>>>

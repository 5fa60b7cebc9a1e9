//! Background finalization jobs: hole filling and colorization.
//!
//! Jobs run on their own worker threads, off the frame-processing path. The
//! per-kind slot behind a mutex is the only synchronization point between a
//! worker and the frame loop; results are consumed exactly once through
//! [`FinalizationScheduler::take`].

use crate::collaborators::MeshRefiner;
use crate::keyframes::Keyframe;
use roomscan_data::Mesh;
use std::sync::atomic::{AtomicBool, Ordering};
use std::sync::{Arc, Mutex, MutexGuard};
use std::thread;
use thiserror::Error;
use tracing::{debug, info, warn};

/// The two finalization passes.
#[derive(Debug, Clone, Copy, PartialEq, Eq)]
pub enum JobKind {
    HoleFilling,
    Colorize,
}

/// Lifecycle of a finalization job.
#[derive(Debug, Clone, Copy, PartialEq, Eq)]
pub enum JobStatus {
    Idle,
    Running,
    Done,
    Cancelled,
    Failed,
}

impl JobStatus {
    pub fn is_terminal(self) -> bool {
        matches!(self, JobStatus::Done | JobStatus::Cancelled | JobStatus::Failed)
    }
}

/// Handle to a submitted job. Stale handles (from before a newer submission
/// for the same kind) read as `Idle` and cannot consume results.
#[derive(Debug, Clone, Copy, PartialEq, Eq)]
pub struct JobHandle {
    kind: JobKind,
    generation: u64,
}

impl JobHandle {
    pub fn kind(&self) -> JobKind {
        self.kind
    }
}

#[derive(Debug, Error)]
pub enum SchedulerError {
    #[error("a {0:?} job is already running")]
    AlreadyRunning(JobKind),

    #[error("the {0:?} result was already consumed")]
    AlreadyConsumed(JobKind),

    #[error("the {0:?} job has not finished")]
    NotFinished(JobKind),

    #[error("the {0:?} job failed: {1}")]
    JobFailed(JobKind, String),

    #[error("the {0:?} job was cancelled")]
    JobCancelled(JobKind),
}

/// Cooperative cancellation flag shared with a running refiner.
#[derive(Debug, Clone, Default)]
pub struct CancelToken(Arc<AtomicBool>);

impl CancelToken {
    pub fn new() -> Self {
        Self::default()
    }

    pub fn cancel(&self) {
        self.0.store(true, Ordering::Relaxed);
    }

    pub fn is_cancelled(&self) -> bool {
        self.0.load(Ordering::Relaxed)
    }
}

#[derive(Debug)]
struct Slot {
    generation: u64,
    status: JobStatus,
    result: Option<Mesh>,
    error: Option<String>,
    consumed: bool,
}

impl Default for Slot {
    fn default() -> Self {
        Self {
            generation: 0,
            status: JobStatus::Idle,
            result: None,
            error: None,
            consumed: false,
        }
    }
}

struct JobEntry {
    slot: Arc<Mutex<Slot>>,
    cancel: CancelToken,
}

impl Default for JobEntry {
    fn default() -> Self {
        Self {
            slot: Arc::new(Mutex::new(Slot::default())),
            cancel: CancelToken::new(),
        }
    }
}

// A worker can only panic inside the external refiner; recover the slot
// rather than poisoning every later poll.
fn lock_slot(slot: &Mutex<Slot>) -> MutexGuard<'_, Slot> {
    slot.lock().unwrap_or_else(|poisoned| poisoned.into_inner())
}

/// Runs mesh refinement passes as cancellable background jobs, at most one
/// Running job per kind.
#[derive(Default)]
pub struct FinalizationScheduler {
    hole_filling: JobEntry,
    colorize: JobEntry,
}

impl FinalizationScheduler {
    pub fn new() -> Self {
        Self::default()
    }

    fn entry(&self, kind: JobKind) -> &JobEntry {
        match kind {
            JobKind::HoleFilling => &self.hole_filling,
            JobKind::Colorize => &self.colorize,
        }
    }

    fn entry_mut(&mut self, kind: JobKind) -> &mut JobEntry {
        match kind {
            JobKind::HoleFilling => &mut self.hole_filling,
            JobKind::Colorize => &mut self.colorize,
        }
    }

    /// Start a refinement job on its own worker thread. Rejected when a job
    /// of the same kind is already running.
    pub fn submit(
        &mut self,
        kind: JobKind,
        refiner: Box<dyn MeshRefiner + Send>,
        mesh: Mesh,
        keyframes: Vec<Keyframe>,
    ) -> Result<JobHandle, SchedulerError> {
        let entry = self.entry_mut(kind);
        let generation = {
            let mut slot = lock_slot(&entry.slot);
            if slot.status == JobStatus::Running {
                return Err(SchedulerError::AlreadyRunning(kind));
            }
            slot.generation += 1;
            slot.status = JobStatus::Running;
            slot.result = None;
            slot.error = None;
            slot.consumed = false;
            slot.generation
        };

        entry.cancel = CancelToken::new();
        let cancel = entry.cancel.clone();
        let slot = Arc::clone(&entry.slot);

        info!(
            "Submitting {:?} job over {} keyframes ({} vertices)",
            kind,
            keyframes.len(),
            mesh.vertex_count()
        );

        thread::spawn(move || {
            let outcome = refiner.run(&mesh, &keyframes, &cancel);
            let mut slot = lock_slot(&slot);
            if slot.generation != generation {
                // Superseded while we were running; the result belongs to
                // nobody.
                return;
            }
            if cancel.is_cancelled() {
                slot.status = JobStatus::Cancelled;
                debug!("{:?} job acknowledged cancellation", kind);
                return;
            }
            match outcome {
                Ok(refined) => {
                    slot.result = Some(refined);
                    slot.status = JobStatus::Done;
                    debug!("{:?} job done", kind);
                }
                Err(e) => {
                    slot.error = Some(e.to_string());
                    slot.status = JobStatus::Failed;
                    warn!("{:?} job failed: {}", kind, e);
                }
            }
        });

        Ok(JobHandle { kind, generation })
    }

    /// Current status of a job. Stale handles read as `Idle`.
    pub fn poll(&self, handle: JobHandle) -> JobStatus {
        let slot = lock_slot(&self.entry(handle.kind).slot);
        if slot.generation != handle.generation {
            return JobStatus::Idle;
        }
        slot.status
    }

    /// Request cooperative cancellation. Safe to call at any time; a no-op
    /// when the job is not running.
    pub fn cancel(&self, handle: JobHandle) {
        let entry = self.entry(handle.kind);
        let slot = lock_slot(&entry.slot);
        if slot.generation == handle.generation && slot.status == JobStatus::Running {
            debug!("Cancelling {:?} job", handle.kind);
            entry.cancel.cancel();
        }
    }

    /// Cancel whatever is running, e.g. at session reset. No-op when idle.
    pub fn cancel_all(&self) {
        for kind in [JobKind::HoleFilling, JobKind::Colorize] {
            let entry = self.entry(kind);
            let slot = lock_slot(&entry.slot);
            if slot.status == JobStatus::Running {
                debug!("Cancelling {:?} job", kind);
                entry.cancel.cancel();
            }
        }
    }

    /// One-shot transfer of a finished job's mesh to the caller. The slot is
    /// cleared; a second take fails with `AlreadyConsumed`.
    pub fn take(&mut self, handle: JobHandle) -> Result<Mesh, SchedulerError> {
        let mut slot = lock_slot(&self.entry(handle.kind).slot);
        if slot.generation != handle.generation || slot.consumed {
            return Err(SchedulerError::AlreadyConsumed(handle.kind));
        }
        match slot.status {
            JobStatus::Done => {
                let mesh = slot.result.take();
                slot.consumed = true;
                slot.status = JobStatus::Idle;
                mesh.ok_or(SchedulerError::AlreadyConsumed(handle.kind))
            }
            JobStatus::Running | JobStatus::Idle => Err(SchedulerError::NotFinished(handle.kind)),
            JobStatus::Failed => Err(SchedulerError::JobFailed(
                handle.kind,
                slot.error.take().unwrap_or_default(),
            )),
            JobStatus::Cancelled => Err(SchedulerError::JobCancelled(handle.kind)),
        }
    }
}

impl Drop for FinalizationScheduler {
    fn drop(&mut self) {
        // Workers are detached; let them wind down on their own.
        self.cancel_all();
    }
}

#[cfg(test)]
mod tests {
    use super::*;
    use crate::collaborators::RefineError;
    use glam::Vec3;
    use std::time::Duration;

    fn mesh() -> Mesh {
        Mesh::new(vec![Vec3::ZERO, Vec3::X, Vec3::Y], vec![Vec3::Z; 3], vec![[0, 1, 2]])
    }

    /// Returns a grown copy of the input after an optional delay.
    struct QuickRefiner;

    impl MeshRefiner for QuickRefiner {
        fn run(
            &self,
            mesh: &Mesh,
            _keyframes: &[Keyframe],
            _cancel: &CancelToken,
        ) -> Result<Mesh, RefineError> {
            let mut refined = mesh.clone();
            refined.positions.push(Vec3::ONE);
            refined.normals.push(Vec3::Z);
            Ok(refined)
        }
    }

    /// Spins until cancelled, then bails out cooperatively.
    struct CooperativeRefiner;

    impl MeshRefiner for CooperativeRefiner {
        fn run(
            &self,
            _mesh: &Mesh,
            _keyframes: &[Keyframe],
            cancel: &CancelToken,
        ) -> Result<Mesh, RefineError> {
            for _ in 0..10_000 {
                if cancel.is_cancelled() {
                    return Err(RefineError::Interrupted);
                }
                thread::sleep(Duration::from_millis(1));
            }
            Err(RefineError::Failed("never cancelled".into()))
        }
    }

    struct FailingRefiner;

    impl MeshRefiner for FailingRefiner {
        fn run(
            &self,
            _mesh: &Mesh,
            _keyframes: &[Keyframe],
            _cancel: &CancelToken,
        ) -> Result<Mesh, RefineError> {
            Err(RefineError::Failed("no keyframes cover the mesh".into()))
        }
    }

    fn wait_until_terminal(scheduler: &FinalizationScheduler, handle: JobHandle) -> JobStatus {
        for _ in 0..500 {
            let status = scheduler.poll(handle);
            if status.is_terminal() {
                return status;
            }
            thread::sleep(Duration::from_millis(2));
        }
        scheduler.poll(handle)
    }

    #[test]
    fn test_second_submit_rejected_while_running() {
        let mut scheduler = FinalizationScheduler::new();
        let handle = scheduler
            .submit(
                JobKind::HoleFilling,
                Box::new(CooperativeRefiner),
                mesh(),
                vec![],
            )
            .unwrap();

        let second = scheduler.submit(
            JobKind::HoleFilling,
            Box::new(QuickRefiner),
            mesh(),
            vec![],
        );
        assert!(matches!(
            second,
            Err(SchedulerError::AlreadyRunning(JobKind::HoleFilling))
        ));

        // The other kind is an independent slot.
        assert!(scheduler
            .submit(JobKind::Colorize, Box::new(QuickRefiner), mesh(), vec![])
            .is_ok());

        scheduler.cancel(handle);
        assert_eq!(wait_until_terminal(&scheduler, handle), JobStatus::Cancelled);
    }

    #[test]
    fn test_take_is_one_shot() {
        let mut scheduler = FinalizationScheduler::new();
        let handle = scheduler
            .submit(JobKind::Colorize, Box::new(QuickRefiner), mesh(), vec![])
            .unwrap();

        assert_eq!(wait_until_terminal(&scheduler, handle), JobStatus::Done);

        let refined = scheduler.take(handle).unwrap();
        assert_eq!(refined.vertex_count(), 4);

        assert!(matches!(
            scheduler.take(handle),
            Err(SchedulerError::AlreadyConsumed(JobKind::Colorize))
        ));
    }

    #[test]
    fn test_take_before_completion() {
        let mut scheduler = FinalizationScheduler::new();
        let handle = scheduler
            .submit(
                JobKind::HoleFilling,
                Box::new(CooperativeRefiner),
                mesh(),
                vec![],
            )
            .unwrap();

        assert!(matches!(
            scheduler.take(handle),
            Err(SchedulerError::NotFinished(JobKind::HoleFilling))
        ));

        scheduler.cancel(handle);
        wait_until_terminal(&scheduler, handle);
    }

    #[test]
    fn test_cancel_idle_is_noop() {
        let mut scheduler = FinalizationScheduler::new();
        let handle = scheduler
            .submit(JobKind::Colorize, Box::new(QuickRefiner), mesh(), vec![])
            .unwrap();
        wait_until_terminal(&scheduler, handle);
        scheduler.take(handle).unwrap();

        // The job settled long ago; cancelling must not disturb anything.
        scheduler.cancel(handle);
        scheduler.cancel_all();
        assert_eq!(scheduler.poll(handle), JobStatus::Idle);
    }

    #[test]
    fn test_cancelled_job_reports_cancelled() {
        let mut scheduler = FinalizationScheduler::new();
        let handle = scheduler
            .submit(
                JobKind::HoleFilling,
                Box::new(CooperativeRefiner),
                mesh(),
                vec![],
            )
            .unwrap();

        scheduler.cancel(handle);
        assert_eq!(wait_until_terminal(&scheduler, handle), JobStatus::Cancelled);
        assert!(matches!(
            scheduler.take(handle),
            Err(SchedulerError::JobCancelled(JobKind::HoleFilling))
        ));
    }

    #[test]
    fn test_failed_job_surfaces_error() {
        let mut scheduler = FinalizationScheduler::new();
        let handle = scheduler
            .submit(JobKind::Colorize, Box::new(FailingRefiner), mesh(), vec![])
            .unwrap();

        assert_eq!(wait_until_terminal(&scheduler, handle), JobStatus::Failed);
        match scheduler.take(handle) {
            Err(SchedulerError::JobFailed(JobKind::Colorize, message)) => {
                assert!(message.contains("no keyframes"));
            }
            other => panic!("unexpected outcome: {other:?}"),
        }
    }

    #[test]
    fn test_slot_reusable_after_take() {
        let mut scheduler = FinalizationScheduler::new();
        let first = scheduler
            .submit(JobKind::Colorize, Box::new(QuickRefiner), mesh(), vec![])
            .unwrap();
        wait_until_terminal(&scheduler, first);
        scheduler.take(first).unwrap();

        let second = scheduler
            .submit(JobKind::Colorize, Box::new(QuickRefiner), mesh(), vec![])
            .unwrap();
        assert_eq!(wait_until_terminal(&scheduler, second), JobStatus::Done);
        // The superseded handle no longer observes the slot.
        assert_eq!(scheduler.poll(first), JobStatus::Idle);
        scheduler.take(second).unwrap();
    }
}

<<<
>>>

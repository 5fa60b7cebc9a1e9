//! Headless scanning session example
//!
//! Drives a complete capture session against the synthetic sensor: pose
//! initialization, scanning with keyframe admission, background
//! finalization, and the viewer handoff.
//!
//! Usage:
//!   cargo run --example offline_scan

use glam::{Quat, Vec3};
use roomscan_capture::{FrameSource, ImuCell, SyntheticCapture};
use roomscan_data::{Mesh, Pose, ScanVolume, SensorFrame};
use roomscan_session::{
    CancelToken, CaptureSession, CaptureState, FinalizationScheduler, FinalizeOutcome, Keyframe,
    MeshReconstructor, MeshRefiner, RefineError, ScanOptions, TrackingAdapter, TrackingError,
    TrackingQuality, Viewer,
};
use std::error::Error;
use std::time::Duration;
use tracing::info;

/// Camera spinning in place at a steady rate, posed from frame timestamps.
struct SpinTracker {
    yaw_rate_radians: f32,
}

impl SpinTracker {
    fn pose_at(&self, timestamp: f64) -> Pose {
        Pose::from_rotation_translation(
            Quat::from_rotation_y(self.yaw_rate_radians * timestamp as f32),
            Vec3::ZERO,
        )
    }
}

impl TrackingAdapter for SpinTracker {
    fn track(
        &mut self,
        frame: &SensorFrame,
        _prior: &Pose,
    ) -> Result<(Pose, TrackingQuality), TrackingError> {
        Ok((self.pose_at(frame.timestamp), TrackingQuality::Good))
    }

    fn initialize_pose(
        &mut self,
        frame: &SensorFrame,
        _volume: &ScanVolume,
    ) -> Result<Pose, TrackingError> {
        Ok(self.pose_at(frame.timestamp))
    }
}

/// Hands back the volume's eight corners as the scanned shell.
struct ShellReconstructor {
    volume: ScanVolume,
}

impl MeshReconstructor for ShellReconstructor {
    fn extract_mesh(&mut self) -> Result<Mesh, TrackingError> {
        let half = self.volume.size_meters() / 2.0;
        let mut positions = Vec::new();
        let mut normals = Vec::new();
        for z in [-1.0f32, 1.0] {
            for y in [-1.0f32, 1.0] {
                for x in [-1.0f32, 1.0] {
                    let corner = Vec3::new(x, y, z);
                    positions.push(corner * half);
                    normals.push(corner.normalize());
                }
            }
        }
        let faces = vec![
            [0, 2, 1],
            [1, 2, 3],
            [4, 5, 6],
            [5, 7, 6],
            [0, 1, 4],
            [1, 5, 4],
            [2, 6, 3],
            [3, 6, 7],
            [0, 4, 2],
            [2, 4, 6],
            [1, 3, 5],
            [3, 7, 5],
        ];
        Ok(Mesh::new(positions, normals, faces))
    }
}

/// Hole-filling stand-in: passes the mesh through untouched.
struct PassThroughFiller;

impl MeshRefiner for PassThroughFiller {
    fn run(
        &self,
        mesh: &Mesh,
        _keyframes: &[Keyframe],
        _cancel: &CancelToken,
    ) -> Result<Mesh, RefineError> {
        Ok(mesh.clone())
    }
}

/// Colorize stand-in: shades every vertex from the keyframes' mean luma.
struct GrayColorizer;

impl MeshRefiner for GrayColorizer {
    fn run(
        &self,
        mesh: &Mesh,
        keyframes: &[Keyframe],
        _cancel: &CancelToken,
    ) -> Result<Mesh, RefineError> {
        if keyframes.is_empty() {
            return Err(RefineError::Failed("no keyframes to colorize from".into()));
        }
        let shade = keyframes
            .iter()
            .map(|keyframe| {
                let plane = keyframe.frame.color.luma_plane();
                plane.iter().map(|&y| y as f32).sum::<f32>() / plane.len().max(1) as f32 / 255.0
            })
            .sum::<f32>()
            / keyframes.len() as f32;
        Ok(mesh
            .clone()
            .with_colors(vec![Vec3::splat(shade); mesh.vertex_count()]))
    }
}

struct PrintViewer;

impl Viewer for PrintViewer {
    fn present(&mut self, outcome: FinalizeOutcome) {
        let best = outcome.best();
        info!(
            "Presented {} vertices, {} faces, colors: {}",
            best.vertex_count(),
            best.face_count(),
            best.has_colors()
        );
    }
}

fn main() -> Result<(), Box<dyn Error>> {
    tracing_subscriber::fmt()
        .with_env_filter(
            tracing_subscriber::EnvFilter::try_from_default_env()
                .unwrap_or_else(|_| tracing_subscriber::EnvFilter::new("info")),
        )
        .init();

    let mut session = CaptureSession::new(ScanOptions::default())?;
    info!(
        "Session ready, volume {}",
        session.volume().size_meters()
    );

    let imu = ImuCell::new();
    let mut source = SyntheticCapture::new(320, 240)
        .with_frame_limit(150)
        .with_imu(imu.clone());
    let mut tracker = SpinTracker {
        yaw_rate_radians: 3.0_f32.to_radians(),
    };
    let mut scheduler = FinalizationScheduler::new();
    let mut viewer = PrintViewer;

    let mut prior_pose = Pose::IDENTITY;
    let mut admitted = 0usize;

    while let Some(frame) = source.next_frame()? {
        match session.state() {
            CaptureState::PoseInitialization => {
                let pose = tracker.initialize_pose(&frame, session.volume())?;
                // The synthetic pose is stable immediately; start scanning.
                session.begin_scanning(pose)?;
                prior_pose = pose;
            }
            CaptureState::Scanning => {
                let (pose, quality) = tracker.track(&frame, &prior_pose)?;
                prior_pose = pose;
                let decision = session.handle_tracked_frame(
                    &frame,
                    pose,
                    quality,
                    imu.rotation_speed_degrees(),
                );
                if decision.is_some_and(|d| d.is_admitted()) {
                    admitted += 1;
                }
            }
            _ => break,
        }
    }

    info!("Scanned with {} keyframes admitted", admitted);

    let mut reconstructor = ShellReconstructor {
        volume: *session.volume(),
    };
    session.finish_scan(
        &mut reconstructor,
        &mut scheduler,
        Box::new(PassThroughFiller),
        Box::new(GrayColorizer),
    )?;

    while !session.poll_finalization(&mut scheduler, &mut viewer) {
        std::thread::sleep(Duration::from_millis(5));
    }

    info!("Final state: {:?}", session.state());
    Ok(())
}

<<<

**What to work on:** Each line above with the word "AtomicBool" must be returned.

**Reply:**
use std::sync::atomic::{AtomicBool, Ordering};
pub struct CancelToken(Arc<AtomicBool>);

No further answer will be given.